Stored items =>
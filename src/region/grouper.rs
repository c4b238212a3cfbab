//! Flood-fill partition of the grid into same-walkability regions.

use std::collections::BTreeSet;

use crate::grid::{Coord, Direction, WalkabilityGrid};

/// A maximal 4-connected set of cells sharing one walkability value.
#[derive(Debug, Clone, PartialEq, Eq)]
#[cfg_attr(feature = "serde", derive(serde::Serialize, serde::Deserialize))]
pub struct Region {
    /// Position of this region in its scan-ordered list.
    pub id: usize,
    pub walkable: bool,
    /// Member cells, iterated in scan order.
    pub cells: BTreeSet<Coord>,
}

impl Region {
    /// The first cell of the region in scan order (lowest row, then column).
    pub fn seed(&self) -> Option<Coord> {
        self.cells.first().copied()
    }

    #[inline]
    pub fn len(&self) -> usize {
        self.cells.len()
    }

    #[inline]
    pub fn is_empty(&self) -> bool {
        self.cells.is_empty()
    }

    #[inline]
    pub fn contains(&self, coord: Coord) -> bool {
        self.cells.contains(&coord)
    }

    /// Tests if any member cell lies on the outermost ring of the grid.
    pub fn touches_border(&self, grid: &WalkabilityGrid) -> bool {
        self.cells.iter().any(|c| grid.is_border(*c))
    }
}

/// Partitions all cells whose walkability equals `want_walkable` into
/// regions.
///
/// Cells are visited in scan order, so region ids follow the position of each
/// region's first cell. Regions are pairwise disjoint and together hold every
/// matching cell exactly once.
///
/// # Example
///
/// ```
/// use tile_outline::grid::WalkabilityGrid;
/// use tile_outline::region::group_by_walkability;
///
/// // Two blocked tiles touching only at a corner are separate regions.
/// let grid: WalkabilityGrid = "XO\nOX".parse().unwrap();
/// let obstacles = group_by_walkability(&grid, false);
/// assert_eq!(obstacles.len(), 2);
/// assert_eq!(obstacles[0].len(), 1);
/// ```
pub fn group_by_walkability(grid: &WalkabilityGrid, want_walkable: bool) -> Vec<Region> {
    let mut visited = vec![false; grid.len()];
    let mut regions = Vec::new();

    for start in 0..grid.len() {
        let coord = grid.coord_of(start);
        if visited[start] || grid.is_walkable(coord) != Some(want_walkable) {
            continue;
        }

        let cells = flood(grid, coord, &mut visited);
        regions.push(Region {
            id: regions.len(),
            walkable: want_walkable,
            cells,
        });
    }

    regions
}

/// Returns the region containing `coord`, or `None` if it is off-grid.
///
/// The returned region has id 0; it is not numbered against a full partition.
pub fn region_at(grid: &WalkabilityGrid, coord: Coord) -> Option<Region> {
    let walkable = grid.is_walkable(coord)?;
    let mut visited = vec![false; grid.len()];
    Some(Region {
        id: 0,
        walkable,
        cells: flood(grid, coord, &mut visited),
    })
}

/// Iterative 4-connected fill from `start` over cells of the same
/// walkability, marking each reached cell in `visited`.
fn flood(grid: &WalkabilityGrid, start: Coord, visited: &mut [bool]) -> BTreeSet<Coord> {
    let mut cells = BTreeSet::new();
    let Some(want) = grid.is_walkable(start) else {
        return cells;
    };
    let Some(start_index) = grid.index(start) else {
        return cells;
    };

    let mut stack = vec![start];
    visited[start_index] = true;

    while let Some(current) = stack.pop() {
        cells.insert(current);
        for dir in Direction::ALL {
            let Some(next) = grid.neighbor(current, dir) else {
                continue;
            };
            let Some(i) = grid.index(next) else {
                continue;
            };
            if !visited[i] && grid.is_walkable(next) == Some(want) {
                visited[i] = true;
                stack.push(next);
            }
        }
    }

    cells
}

What the task asks => Repeat each entry exactly.

Task response =>
filename src/region/grouper.rs
repository c4b238212a3cfbab
//! Flood-fill partition of the grid into same-walkability regions.

use std::collections::BTreeSet;

use crate::grid::{Coord, Direction, WalkabilityGrid};

/// A maximal 4-connected set of cells sharing one walkability value.
#[derive(Debug, Clone, PartialEq, Eq)]
#[cfg_attr(feature = "serde", derive(serde::Serialize, serde::Deserialize))]
pub struct Region {
    /// Position of this region in its scan-ordered list.
    pub id: usize,
    pub walkable: bool,
    /// Member cells, iterated in scan order.
    pub cells: BTreeSet<Coord>,
}

impl Region {
    /// The first cell of the region in scan order (lowest row, then column).
    pub fn seed(&self) -> Option<Coord> {
        self.cells.first().copied()
    }

    #[inline]
    pub fn len(&self) -> usize {
        self.cells.len()
    }

    #[inline]
    pub fn is_empty(&self) -> bool {
        self.cells.is_empty()
    }

    #[inline]
    pub fn contains(&self, coord: Coord) -> bool {
        self.cells.contains(&coord)
    }

    /// Tests if any member cell lies on the outermost ring of the grid.
    pub fn touches_border(&self, grid: &WalkabilityGrid) -> bool {
        self.cells.iter().any(|c| grid.is_border(*c))
    }
}

/// Partitions all cells whose walkability equals `want_walkable` into
/// regions.
///
/// Cells are visited in scan order, so region ids follow the position of each
/// region's first cell. Regions are pairwise disjoint and together hold every
/// matching cell exactly once.
///
/// # Example
///
/// ```
/// use tile_outline::grid::WalkabilityGrid;
/// use tile_outline::region::group_by_walkability;
///
/// // Two blocked tiles touching only at a corner are separate regions.
/// let grid: WalkabilityGrid = "XO\nOX".parse().unwrap();
/// let obstacles = group_by_walkability(&grid, false);
/// assert_eq!(obstacles.len(), 2);
/// assert_eq!(obstacles[0].len(), 1);
/// ```
pub fn group_by_walkability(grid: &WalkabilityGrid, want_walkable: bool) -> Vec<Region> {
    let mut visited = vec![false; grid.len()];
    let mut regions = Vec::new();

    for start in 0..grid.len() {
        let coord = grid.coord_of(start);
        if visited[start] || grid.is_walkable(coord) != Some(want_walkable) {
            continue;
        }

        let cells = flood(grid, coord, &mut visited);
        regions.push(Region {
            id: regions.len(),
            walkable: want_walkable,
            cells,
        });
    }

    regions
}

/// Returns the region containing `coord`, or `None` if it is off-grid.
///
/// The returned region has id 0; it is not numbered against a full partition.
pub fn region_at(grid: &WalkabilityGrid, coord: Coord) -> Option<Region> {
    let walkable = grid.is_walkable(coord)?;
    let mut visited = vec![false; grid.len()];
    Some(Region {
        id: 0,
        walkable,
        cells: flood(grid, coord, &mut visited),
    })
}

/// Iterative 4-connected fill from `start` over cells of the same
/// walkability, marking each reached cell in `visited`.
fn flood(grid: &WalkabilityGrid, start: Coord, visited: &mut [bool]) -> BTreeSet<Coord> {
    let mut cells = BTreeSet::new();
    let Some(want) = grid.is_walkable(start) else {
        return cells;
    };
    let Some(start_index) = grid.index(start) else {
        return cells;
    };

    let mut stack = vec![start];
    visited[start_index] = true;

    while let Some(current) = stack.pop() {
        cells.insert(current);
        for dir in Direction::ALL {
            let Some(next) = grid.neighbor(current, dir) else {
                continue;
            };
            let Some(i) = grid.index(next) else {
                continue;
            };
            if !visited[i] && grid.is_walkable(next) == Some(want) {
                visited[i] = true;
                stack.push(next);
            }
        }
    }

    cells
}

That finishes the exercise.